## Task description
In the data below, which lines contain "margin"? List them by copying each one.

## Collected data entries
******************************
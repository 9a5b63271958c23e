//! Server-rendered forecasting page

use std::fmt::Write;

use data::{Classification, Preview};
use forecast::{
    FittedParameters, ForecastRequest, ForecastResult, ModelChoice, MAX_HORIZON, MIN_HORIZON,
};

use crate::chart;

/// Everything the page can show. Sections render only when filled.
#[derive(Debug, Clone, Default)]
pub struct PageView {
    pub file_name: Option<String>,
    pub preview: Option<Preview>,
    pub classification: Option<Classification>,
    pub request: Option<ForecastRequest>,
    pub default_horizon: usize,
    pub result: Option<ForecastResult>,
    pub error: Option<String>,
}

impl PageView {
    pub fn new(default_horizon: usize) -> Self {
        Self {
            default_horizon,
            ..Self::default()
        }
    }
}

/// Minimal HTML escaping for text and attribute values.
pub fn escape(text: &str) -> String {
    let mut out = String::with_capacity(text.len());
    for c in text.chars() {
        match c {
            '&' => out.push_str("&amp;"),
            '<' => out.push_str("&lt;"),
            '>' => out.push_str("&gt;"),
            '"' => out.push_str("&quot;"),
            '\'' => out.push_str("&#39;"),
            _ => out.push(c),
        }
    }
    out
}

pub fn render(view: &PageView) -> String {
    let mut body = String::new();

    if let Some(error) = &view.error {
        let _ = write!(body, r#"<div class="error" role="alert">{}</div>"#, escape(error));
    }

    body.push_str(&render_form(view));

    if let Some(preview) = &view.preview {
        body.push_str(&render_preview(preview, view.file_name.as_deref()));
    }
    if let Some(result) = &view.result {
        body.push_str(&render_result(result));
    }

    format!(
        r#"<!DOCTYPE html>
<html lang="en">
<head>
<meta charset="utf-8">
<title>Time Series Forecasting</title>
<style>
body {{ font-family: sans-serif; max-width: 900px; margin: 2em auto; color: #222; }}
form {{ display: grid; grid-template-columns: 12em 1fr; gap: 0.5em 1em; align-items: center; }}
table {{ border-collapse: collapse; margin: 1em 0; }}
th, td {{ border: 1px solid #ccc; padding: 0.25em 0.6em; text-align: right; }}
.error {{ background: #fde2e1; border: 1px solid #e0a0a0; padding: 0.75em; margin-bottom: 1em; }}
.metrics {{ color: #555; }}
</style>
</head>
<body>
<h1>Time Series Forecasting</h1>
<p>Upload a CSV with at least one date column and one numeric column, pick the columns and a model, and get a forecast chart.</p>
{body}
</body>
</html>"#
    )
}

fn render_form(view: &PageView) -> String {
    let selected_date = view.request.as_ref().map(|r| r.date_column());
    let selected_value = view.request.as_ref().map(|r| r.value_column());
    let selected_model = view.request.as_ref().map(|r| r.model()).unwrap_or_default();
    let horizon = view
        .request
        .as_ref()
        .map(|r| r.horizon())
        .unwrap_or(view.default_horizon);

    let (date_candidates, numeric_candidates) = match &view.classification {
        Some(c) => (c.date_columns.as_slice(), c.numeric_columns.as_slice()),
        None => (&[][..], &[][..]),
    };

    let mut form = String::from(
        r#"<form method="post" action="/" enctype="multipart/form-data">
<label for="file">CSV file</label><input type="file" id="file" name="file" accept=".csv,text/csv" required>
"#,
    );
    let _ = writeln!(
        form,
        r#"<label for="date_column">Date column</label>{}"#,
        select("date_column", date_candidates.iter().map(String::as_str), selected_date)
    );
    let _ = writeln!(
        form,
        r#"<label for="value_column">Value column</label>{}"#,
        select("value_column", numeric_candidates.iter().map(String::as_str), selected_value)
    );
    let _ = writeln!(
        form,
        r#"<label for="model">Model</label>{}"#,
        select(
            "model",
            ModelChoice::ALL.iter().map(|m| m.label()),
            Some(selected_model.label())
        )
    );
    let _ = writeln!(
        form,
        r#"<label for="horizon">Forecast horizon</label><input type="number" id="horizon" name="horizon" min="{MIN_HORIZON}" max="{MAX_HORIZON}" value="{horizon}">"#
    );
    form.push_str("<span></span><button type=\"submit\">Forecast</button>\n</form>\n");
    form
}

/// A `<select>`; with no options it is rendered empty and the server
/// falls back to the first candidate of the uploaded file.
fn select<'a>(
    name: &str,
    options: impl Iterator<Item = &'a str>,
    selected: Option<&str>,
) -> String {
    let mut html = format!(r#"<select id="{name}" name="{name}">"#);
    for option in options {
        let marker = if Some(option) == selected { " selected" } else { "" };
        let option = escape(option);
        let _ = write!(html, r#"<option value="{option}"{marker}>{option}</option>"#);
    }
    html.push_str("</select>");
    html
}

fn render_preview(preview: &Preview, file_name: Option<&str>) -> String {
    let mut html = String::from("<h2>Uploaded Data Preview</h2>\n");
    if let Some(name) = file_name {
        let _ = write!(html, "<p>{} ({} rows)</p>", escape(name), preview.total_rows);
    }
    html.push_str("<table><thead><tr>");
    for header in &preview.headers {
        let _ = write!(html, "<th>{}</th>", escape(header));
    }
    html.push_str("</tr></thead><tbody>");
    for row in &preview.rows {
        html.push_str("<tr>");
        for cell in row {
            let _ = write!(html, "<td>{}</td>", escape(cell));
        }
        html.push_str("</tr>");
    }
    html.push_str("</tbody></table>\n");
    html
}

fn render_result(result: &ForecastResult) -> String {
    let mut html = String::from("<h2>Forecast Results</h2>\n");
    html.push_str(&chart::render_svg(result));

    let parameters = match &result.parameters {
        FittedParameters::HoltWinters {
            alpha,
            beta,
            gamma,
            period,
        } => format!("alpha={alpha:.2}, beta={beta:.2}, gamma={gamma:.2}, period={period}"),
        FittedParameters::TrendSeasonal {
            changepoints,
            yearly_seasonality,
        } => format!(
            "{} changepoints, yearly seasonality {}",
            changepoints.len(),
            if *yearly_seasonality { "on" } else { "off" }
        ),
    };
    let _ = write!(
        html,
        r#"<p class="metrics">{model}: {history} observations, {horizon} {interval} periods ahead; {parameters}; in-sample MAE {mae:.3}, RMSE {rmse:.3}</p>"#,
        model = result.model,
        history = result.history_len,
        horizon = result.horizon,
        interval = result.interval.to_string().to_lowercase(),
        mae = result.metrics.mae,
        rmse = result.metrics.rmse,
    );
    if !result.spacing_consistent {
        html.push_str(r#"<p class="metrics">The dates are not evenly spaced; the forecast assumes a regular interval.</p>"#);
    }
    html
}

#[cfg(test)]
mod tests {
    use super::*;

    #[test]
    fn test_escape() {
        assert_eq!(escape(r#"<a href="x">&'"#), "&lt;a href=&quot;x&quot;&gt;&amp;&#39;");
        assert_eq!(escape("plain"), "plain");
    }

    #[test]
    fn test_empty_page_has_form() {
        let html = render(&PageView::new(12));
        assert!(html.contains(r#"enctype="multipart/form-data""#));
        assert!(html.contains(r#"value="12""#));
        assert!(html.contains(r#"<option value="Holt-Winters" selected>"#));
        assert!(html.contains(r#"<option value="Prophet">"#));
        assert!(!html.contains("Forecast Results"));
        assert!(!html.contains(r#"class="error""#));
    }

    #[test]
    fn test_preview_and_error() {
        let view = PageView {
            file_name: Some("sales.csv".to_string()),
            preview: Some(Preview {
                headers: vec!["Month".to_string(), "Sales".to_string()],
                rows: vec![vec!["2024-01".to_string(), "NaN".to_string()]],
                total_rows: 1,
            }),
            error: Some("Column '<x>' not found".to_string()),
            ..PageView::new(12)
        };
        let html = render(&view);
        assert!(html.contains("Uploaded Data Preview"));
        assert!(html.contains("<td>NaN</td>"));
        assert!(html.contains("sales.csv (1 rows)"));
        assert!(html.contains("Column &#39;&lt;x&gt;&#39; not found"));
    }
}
******************************
## Written reply
body {{ font-family: sans-serif; max-width: 900px; margin: 2em auto; color: #222; }}
table {{ border-collapse: collapse; margin: 1em 0; }}
.error {{ background: #fde2e1; border: 1px solid #e0a0a0; padding: 0.75em; margin-bottom: 1em; }}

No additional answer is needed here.